Я умирал несколько раз. Первый – во время бомбежки. Второй – когда заболел ребентом желтухой в эвакуации, оказался в больнице, куда бабушка – я не представляю, где она деньги брала – но приносила каждый день хлеб с сыром, супчик, поджаренную неизвестно на чем картошку. А твари-санитары (не думаю, что это могли быть врачи – все-таки советская интеллигенция) всё сжирали сами. Мне доставался только кусок хлеба. После выписки мне выдали рекомендацию – я ее до сих пор храню: Вале Лаврову, 1935 года рождения, переболевшему тем-то, рекомендуется питаться белым хлебом, вареным мясом и свежим молоком. Какое молоко? Я белый хлеб за два года в Перми ни разу не видел, его ели только партийные боссы. Когда бабушка узнала, что меня объедали, она пошла, видимо, к главврачу, вернулась раскрасневшаяся, со сжатыми кулаками.

А теперь третий раз. Так получилось, что я был склонен к отравлениям. Помню жуткие ощущения, когда в детской больнице на Новой Басманной мне вводили в рот шланг и лили воду. Еле отходили.

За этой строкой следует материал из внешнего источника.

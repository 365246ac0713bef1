//! Component A: the collection tree model and its read-only accessors.

pub mod loader;
pub mod model;
pub mod tree;

pub use loader::{parse_collection, CollectionLoader, JsonFileLoader};
pub use model::{
    Auth, AuthKind, Body, Collection, CollectionInfo, Event, EventListen, Folder, Header, Item,
    ItemId, KeyValue, Method, QueryParam, Request, SchemaVersion, Script, Url, Variable,
};
pub use tree::{ancestors, find_by_name, walk_requests, TreeNodeRef};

И все равно пережил всех, в особенности товарищей-боксеров. Бокс не относится к видам спорта, помогающим долго жить, все-таки голова не тот предмет, по которому надо стучать.

- Какое время в истории нашей страны с момента вашего появления на свет вы считаете лучшим? В Интернете можно найти критику в адрес Сталина, Хрущева, Брежнева, Горбачева, Ельцина… Когда же на Руси было жить хорошо?

- Сталин. Я жил в доме №3б по Садовой-Черногрязской. Не меньше половины ребят от 18 до 35 лет прошли тюрьмы. Почему? Потому что нужно было строить каналы, возводить небоскребы. Денег на это не было. Поэтому внедрялись к молодежи провокаторы. Что-то сказал лишнее. Арест. Таким образом появлялась бесплатная рабочая сила.

Водитель для Никиты Сергеевича

Идем дальше. Я встречал в жизни глупых людей: токарей, дворников, жуликов. Но бездарнее Никиты Сергеевича никого не видал. Какое-то время я обслуживал правительственный гараж. Как-то меня вез бывший шофер Хрущева. Я его спросил, кем мог быть при других обстоятельствах Хрущев, кроме как председателем колхоза. Шофер рассмеялся: «Для этой должности нужно мозги иметь. Я к Хрущеву хорошо относился, но он в самых простых вещах не разбирался».

Как тогда стал лицом номер 1? Думаю, его поставили те, кто собирался им вертеть. Но Хрущев оказался пронырливее и хитрее всех.

- Что скажете о дорогом Леониде Ильиче?

- Брежнев не был ни умным, ни глупым. Я с ним два раза беседовал – очень приятный человек. А по-настоящему дружил с Горбачевым. Он мне подарил свои книги, я ему презентовал пять или шесть своих. Горбачев как-то мне предложил заведовать культурой. Я ответил: извините, я по утрам сплю, сколько хочу. А если соглашусь, машина будет ждать возле подъезда. Он расхохотался.

Горбачев был замечательным человеком: кому нужна была помощь с больницей или еще чем-то, он всегда помогал. Я вам обязательно его рукой написанные мне в разное время пять или шесть номеров телефона.

Фото: Иван Филимонов

Давайте больше о вождях не говорить, хорошо?

Я, между прочим, мог стать не только завкультуры, но и тренером по боксу в Женеве. Но отказался. В Москве у меня прекрасная квартира, любимые дети…Я всех их люблю и всем читателям «Московского комсомольца» хочу сказать: живите долго, жизнь прекрасна!